John McGuiness – already a winner of a dozen TTs for Honda – has already volunteered to race the RC-E in next year’s TT Zero race, if Honda are up for the challenge.
TT Zero is probably the best indicator of where electric bikes are at with performance. (And before we go any further we should take a moment to laugh at the event’s misnomer of a name. No vehicle emits zero emissions, not even those powered by electricity generated by renewables, because there are significant emissions and pollution involved in manufacturing and maintaining any vehicle. I’m not being a pedant, just pointing out a very important fact that’s often overlooked in the rush to jump on the green bandwagon.)

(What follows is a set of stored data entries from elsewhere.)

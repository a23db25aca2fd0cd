//! Strategy registry: strategies by ID, plus the one to fall back on.

use std::sync::Arc;

use indexmap::IndexMap;
use tracing::{debug, info, warn};

use perseus_score::{PerseusRenderer, ScoreContext, UserInputMap};

use super::{DiscoveryStrategy, MasteryStrategy, NoOpStrategy, ReflectionStrategy, ScoringStrategy};
use crate::config::SophiaConfig;
use crate::error::{Result, SophiaError};
use crate::types::{AssessmentPurpose, Moment, Recognition};

/// Registry of scoring strategies keyed by ID.
///
/// Built once at startup and passed to whatever recognizes moments.
#[derive(Clone)]
pub struct StrategyRegistry {
    strategies: IndexMap<String, Arc<dyn ScoringStrategy>>,
    default_id: String,
}

impl StrategyRegistry {
    /// Create a new registry holding only the no-op strategy, which is the default
    pub fn new() -> Self {
        let mut registry = Self {
            strategies: IndexMap::new(),
            default_id: NoOpStrategy::ID.to_string(),
        };
        registry.register(Arc::new(NoOpStrategy));
        registry
    }

    /// Registry with mastery, discovery and reflection registered.
    pub fn with_builtin_strategies() -> Self {
        let mut registry = Self::new();
        registry.register(Arc::new(MasteryStrategy));
        registry.register(Arc::new(DiscoveryStrategy));
        registry.register(Arc::new(ReflectionStrategy));
        registry
    }

    /// Built-in strategies with the configured default applied.
    pub fn from_config(config: &SophiaConfig) -> Result<Self> {
        config.validate()?;
        let mut registry = Self::with_builtin_strategies();
        registry.set_default(&config.default_strategy)?;
        Ok(registry)
    }

    /// Register a strategy. Registering an ID again replaces it.
    pub fn register(&mut self, strategy: Arc<dyn ScoringStrategy>) {
        let id = strategy.id().to_string();
        if self.strategies.contains_key(&id) {
            warn!(
                strategy_id = %id,
                "ScoringStrategy \"{}\" is already registered. Overwriting with new registration.",
                id
            );
        }
        self.strategies.insert(id, strategy);
    }

    /// Get a strategy by ID.
    pub fn get(&self, id: &str) -> Option<Arc<dyn ScoringStrategy>> {
        self.strategies.get(id).cloned()
    }

    /// The default strategy, or no-op if the default is not registered.
    pub fn default_strategy(&self) -> Arc<dyn ScoringStrategy> {
        self.get(&self.default_id)
            .unwrap_or_else(|| Arc::new(NoOpStrategy))
    }

    pub fn default_id(&self) -> &str {
        &self.default_id
    }

    /// Change the default strategy. The ID must already be registered.
    pub fn set_default(&mut self, id: &str) -> Result<()> {
        if !self.has(id) {
            return Err(SophiaError::StrategyNotFound {
                id: id.to_string(),
                available: self.ids(),
            });
        }
        info!(strategy_id = %id, previous = %self.default_id, "Default scoring strategy changed");
        self.default_id = id.to_string();
        Ok(())
    }

    /// Reset to a freshly created registry.
    pub fn clear(&mut self) {
        *self = Self::new();
    }

    /// Registered IDs, in registration order.
    pub fn ids(&self) -> Vec<String> {
        self.strategies.keys().cloned().collect()
    }

    pub fn has(&self, id: &str) -> bool {
        self.strategies.contains_key(id)
    }

    pub fn len(&self) -> usize {
        self.strategies.len()
    }

    pub fn is_empty(&self) -> bool {
        self.strategies.is_empty()
    }

    /// Strategy registered for a purpose, or the default.
    ///
    /// Invitation has no dedicated strategy and always uses the default.
    pub fn for_purpose(&self, purpose: AssessmentPurpose) -> Arc<dyn ScoringStrategy> {
        let id = match purpose {
            AssessmentPurpose::Mastery => MasteryStrategy::ID,
            AssessmentPurpose::Discovery => DiscoveryStrategy::ID,
            AssessmentPurpose::Reflection => ReflectionStrategy::ID,
            AssessmentPurpose::Invitation => return self.default_strategy(),
        };
        self.get(id).unwrap_or_else(|| self.default_strategy())
    }

    /// Widgets of a moment that still need an answer under its purpose.
    pub fn empty_widget_ids(
        &self,
        moment: &Moment,
        inputs: &UserInputMap,
        ctx: &ScoreContext<'_>,
    ) -> Vec<String> {
        self.empty_widget_ids_for(moment.purpose, &moment.content, inputs, ctx)
    }

    /// Same as [`Self::empty_widget_ids`] for bare content.
    pub fn empty_widget_ids_for(
        &self,
        purpose: AssessmentPurpose,
        content: &PerseusRenderer,
        inputs: &UserInputMap,
        ctx: &ScoreContext<'_>,
    ) -> Vec<String> {
        self.for_purpose(purpose).empty_widget_ids(content, inputs, ctx)
    }

    /// Recognize a moment with the strategy for its purpose.
    pub fn recognize(
        &self,
        moment: &Moment,
        inputs: &UserInputMap,
        ctx: &ScoreContext<'_>,
    ) -> Result<Recognition> {
        let strategy = self.for_purpose(moment.purpose);
        debug!(
            moment_id = %moment.id,
            purpose = %moment.purpose,
            strategy_id = strategy.id(),
            "Recognizing moment"
        );
        strategy.recognize(moment, inputs, ctx)
    }
}

impl Default for StrategyRegistry {
    fn default() -> Self {
        Self::new()
    }
}

impl std::fmt::Debug for StrategyRegistry {
    fn fmt(&self, f: &mut std::fmt::Formatter<'_>) -> std::fmt::Result {
        f.debug_struct("StrategyRegistry")
            .field("strategies", &self.strategies.keys().collect::<Vec<_>>())
            .field("default_id", &self.default_id)
            .finish()
    }
}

Rutter was just five seconds shy of collecting a special £10,000 prize for establishing the first 100mph TT lap by an electric machine. His 99.6mph lap was slightly slower than my best lap on a 250 production bike at the 1986 TT. My Yamaha TZR250 made 46 horsepower and could do the three-lap race without refilling the 16-litre fuel tank. The MotoCzysz’s batteries need last only one lap because TT Zero is only one lap of the 37.75 mile course.
Michael Czysz – a renowned architect who has built brilliantly outlandish homes for Lenny Kravitz, Cindy Crawford and other celebs – reckons that his E1pc is currently at about ten per cent of its potential. The bike features an Indian-made Remy motor, KERS and a bank of ten lithium-polymer batteries that make it a heavy machine despite its beautiful, hi-tech carbon-fibre chassis. During the 2011 TT the E1pc was timed at 149mph, though it could have reached a much higher top speed if it didn’t have to run at half power to make the finish.
Which tells you all you need to know about performance electric motorcycles. They would seem to have a long, long way to go before their batteries can pack enough energy to make a useful amount of power over a useful distance. Unless Honda knows something we don’t…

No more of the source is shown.